*** Opening Records shown ***
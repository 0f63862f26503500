//! # Connector
//!
//! Turns a managed resource into a Magento client bound to the right base
//! URL and token. Connecting records ProviderConfig usage, reads the
//! ProviderConfig, resolves its credentials and builds a fresh client. No
//! call reaches the Magento API while connecting.

mod kube_store;

pub use kube_store::{KubeProviderConfigStore, KubeUsageTracker};

use crate::client::MagentoClient;
use crate::crd::{ManagedResource, ProviderConfigSpec, ProviderCredentials};
use crate::error::{ProviderError, Result};
use async_trait::async_trait;
use std::sync::Arc;
use tracing::debug;
use zeroize::Zeroizing;

/// Read access to ProviderConfigs and the secrets they reference
#[async_trait]
pub trait ProviderConfigStore: Send + Sync {
    /// Fetch the spec of the named ProviderConfig
    async fn get(&self, name: &str) -> Result<ProviderConfigSpec>;

    /// Resolve credentials to the raw bearer token
    async fn resolve_credentials(&self, credentials: &ProviderCredentials)
        -> Result<Zeroizing<String>>;
}

/// Records which managed resources depend on which ProviderConfig
#[async_trait]
pub trait UsageTracker: Send + Sync {
    async fn track(&self, mr: &ManagedResource) -> Result<()>;
}

/// Everything a reconcile needs to talk to Magento
#[derive(Debug, Clone)]
pub struct AdapterHandle {
    pub client: MagentoClient,
}

/// Builds an [`AdapterHandle`] per reconcile
#[derive(Clone)]
pub struct Connector {
    store: Arc<dyn ProviderConfigStore>,
    usage: Arc<dyn UsageTracker>,
}

impl std::fmt::Debug for Connector {
    fn fmt(&self, f: &mut std::fmt::Formatter<'_>) -> std::fmt::Result {
        f.debug_struct("Connector").finish_non_exhaustive()
    }
}

impl Connector {
    #[must_use]
    pub fn new(store: Arc<dyn ProviderConfigStore>, usage: Arc<dyn UsageTracker>) -> Self {
        Self { store, usage }
    }

    /// Resolve configuration and credentials for `mr`
    ///
    /// # Errors
    ///
    /// - [`ProviderError::UsageTracking`] when usage cannot be recorded
    /// - [`ProviderError::ConfigNotFound`] when the ProviderConfig is missing
    /// - [`ProviderError::CredentialResolution`] when the token cannot be read
    pub async fn connect(&self, mr: &ManagedResource) -> Result<AdapterHandle> {
        self.usage.track(mr).await.map_err(|e| match e {
            ProviderError::UsageTracking(_) => e,
            other => ProviderError::UsageTracking(other.to_string()),
        })?;

        let config_name = &mr.provider_config_ref.name;
        let config = self.store.get(config_name).await?;
        let token = self.store.resolve_credentials(&config.credentials).await?;

        debug!(
            resource = %mr.display_ref(),
            provider_config = %config_name,
            magento_url = %config.magento_url,
            "Connected managed resource"
        );
        let client = MagentoClient::new(config.magento_url, token.as_str())?;
        Ok(AdapterHandle { client })
    }
}

#[cfg(test)]
mod tests {
    use super::*;
    use crate::crd::CredentialsSource;
    use std::sync::atomic::{AtomicUsize, Ordering};

    struct StaticStore {
        config: Option<ProviderConfigSpec>,
        token: Result<String, String>,
    }

    #[async_trait]
    impl ProviderConfigStore for StaticStore {
        async fn get(&self, name: &str) -> Result<ProviderConfigSpec> {
            self.config.clone().ok_or_else(|| ProviderError::ConfigNotFound {
                name: name.to_string(),
                reason: "not found".to_string(),
            })
        }

        async fn resolve_credentials(
            &self,
            _credentials: &ProviderCredentials,
        ) -> Result<Zeroizing<String>> {
            self.token
                .clone()
                .map(Zeroizing::new)
                .map_err(ProviderError::CredentialResolution)
        }
    }

    #[derive(Default)]
    struct CountingTracker {
        calls: AtomicUsize,
        fail: bool,
    }

    #[async_trait]
    impl UsageTracker for CountingTracker {
        async fn track(&self, _mr: &ManagedResource) -> Result<()> {
            self.calls.fetch_add(1, Ordering::SeqCst);
            if self.fail {
                return Err(ProviderError::UsageTracking("apply rejected".to_string()));
            }
            Ok(())
        }
    }

    fn config() -> ProviderConfigSpec {
        ProviderConfigSpec {
            magento_url: "https://shop.example.com".to_string(),
            credentials: ProviderCredentials {
                source: CredentialsSource::None,
                ..Default::default()
            },
        }
    }

    #[tokio::test]
    async fn test_connect_builds_client_for_config_url() {
        let tracker = Arc::new(CountingTracker::default());
        let connector = Connector::new(
            Arc::new(StaticStore {
                config: Some(config()),
                token: Ok("token".to_string()),
            }),
            tracker.clone(),
        );

        let handle = connector.connect(&ManagedResource::default()).await.unwrap();
        assert_eq!(handle.client.base_url(), "https://shop.example.com");
        assert_eq!(tracker.calls.load(Ordering::SeqCst), 1);
    }

    #[tokio::test]
    async fn test_connect_reports_missing_config() {
        let connector = Connector::new(
            Arc::new(StaticStore {
                config: None,
                token: Ok(String::new()),
            }),
            Arc::new(CountingTracker::default()),
        );
        let err = connector.connect(&ManagedResource::default()).await.unwrap_err();
        assert!(matches!(err, ProviderError::ConfigNotFound { ref name, .. } if name == "default"));
    }

    #[tokio::test]
    async fn test_connect_reports_credential_failure() {
        let connector = Connector::new(
            Arc::new(StaticStore {
                config: Some(config()),
                token: Err("secret key missing".to_string()),
            }),
            Arc::new(CountingTracker::default()),
        );
        let err = connector.connect(&ManagedResource::default()).await.unwrap_err();
        assert!(matches!(err, ProviderError::CredentialResolution(_)));
    }

    #[tokio::test]
    async fn test_connect_stops_when_usage_tracking_fails() {
        let connector = Connector::new(
            Arc::new(StaticStore {
                config: None,
                token: Ok(String::new()),
            }),
            Arc::new(CountingTracker {
                fail: true,
                ..Default::default()
            }),
        );
        let err = connector.connect(&ManagedResource::default()).await.unwrap_err();
        assert!(matches!(err, ProviderError::UsageTracking(_)));
    }
}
*** Closing Records shown ***
All entries above are to be reproduced exactly.

» **Response to this exercise**
repository 0f63862f26503500
//! # Connector
//!
//! Turns a managed resource into a Magento client bound to the right base
//! URL and token. Connecting records ProviderConfig usage, reads the
//! ProviderConfig, resolves its credentials and builds a fresh client. No
//! call reaches the Magento API while connecting.

mod kube_store;

pub use kube_store::{KubeProviderConfigStore, KubeUsageTracker};

use crate::client::MagentoClient;
use crate::crd::{ManagedResource, ProviderConfigSpec, ProviderCredentials};
use crate::error::{ProviderError, Result};
use async_trait::async_trait;
use std::sync::Arc;
use tracing::debug;
use zeroize::Zeroizing;

/// Read access to ProviderConfigs and the secrets they reference
#[async_trait]
pub trait ProviderConfigStore: Send + Sync {
    /// Fetch the spec of the named ProviderConfig
    async fn get(&self, name: &str) -> Result<ProviderConfigSpec>;

    /// Resolve credentials to the raw bearer token
    async fn resolve_credentials(&self, credentials: &ProviderCredentials)
        -> Result<Zeroizing<String>>;
}

/// Records which managed resources depend on which ProviderConfig
#[async_trait]
pub trait UsageTracker: Send + Sync {
    async fn track(&self, mr: &ManagedResource) -> Result<()>;
}

/// Everything a reconcile needs to talk to Magento
#[derive(Debug, Clone)]
pub struct AdapterHandle {
    pub client: MagentoClient,
}

/// Builds an [`AdapterHandle`] per reconcile
#[derive(Clone)]
pub struct Connector {
    store: Arc<dyn ProviderConfigStore>,
    usage: Arc<dyn UsageTracker>,
}

impl std::fmt::Debug for Connector {
    fn fmt(&self, f: &mut std::fmt::Formatter<'_>) -> std::fmt::Result {
        f.debug_struct("Connector").finish_non_exhaustive()
    }
}

impl Connector {
    #[must_use]
    pub fn new(store: Arc<dyn ProviderConfigStore>, usage: Arc<dyn UsageTracker>) -> Self {
        Self { store, usage }
    }

    /// Resolve configuration and credentials for `mr`
    ///
    /// # Errors
    ///
    /// - [`ProviderError::UsageTracking`] when usage cannot be recorded
    /// - [`ProviderError::ConfigNotFound`] when the ProviderConfig is missing
    /// - [`ProviderError::CredentialResolution`] when the token cannot be read
    pub async fn connect(&self, mr: &ManagedResource) -> Result<AdapterHandle> {
        self.usage.track(mr).await.map_err(|e| match e {
            ProviderError::UsageTracking(_) => e,
            other => ProviderError::UsageTracking(other.to_string()),
        })?;

        let config_name = &mr.provider_config_ref.name;
        let config = self.store.get(config_name).await?;
        let token = self.store.resolve_credentials(&config.credentials).await?;

        debug!(
            resource = %mr.display_ref(),
            provider_config = %config_name,
            magento_url = %config.magento_url,
            "Connected managed resource"
        );
        let client = MagentoClient::new(config.magento_url, token.as_str())?;
        Ok(AdapterHandle { client })
    }
}

#[cfg(test)]
mod tests {
    use super::*;
    use crate::crd::CredentialsSource;
    use std::sync::atomic::{AtomicUsize, Ordering};

    struct StaticStore {
        config: Option<ProviderConfigSpec>,
        token: Result<String, String>,
    }

    #[async_trait]
    impl ProviderConfigStore for StaticStore {
        async fn get(&self, name: &str) -> Result<ProviderConfigSpec> {
            self.config.clone().ok_or_else(|| ProviderError::ConfigNotFound {
                name: name.to_string(),
                reason: "not found".to_string(),
            })
        }

        async fn resolve_credentials(
            &self,
            _credentials: &ProviderCredentials,
        ) -> Result<Zeroizing<String>> {
            self.token
                .clone()
                .map(Zeroizing::new)
                .map_err(ProviderError::CredentialResolution)
        }
    }

    #[derive(Default)]
    struct CountingTracker {
        calls: AtomicUsize,
        fail: bool,
    }

    #[async_trait]
    impl UsageTracker for CountingTracker {
        async fn track(&self, _mr: &ManagedResource) -> Result<()> {
            self.calls.fetch_add(1, Ordering::SeqCst);
            if self.fail {
                return Err(ProviderError::UsageTracking("apply rejected".to_string()));
            }
            Ok(())
        }
    }

    fn config() -> ProviderConfigSpec {
        ProviderConfigSpec {
            magento_url: "https://shop.example.com".to_string(),
            credentials: ProviderCredentials {
                source: CredentialsSource::None,
                ..Default::default()
            },
        }
    }

    #[tokio::test]
    async fn test_connect_builds_client_for_config_url() {
        let tracker = Arc::new(CountingTracker::default());
        let connector = Connector::new(
            Arc::new(StaticStore {
                config: Some(config()),
                token: Ok("token".to_string()),
            }),
            tracker.clone(),
        );

        let handle = connector.connect(&ManagedResource::default()).await.unwrap();
        assert_eq!(handle.client.base_url(), "https://shop.example.com");
        assert_eq!(tracker.calls.load(Ordering::SeqCst), 1);
    }

    #[tokio::test]
    async fn test_connect_reports_missing_config() {
        let connector = Connector::new(
            Arc::new(StaticStore {
                config: None,
                token: Ok(String::new()),
            }),
            Arc::new(CountingTracker::default()),
        );
        let err = connector.connect(&ManagedResource::default()).await.unwrap_err();
        assert!(matches!(err, ProviderError::ConfigNotFound { ref name, .. } if name == "default"));
    }

    #[tokio::test]
    async fn test_connect_reports_credential_failure() {
        let connector = Connector::new(
            Arc::new(StaticStore {
                config: Some(config()),
                token: Err("secret key missing".to_string()),
            }),
            Arc::new(CountingTracker::default()),
        );
        let err = connector.connect(&ManagedResource::default()).await.unwrap_err();
        assert!(matches!(err, ProviderError::CredentialResolution(_)));
    }

    #[tokio::test]
    async fn test_connect_stops_when_usage_tracking_fails() {
        let connector = Connector::new(
            Arc::new(StaticStore {
                config: None,
                token: Ok(String::new()),
            }),
            Arc::new(CountingTracker {
                fail: true,
                ..Default::default()
            }),
        );
        let err = connector.connect(&ManagedResource::default()).await.unwrap_err();
        assert!(matches!(err, ProviderError::UsageTracking(_)));
    }
}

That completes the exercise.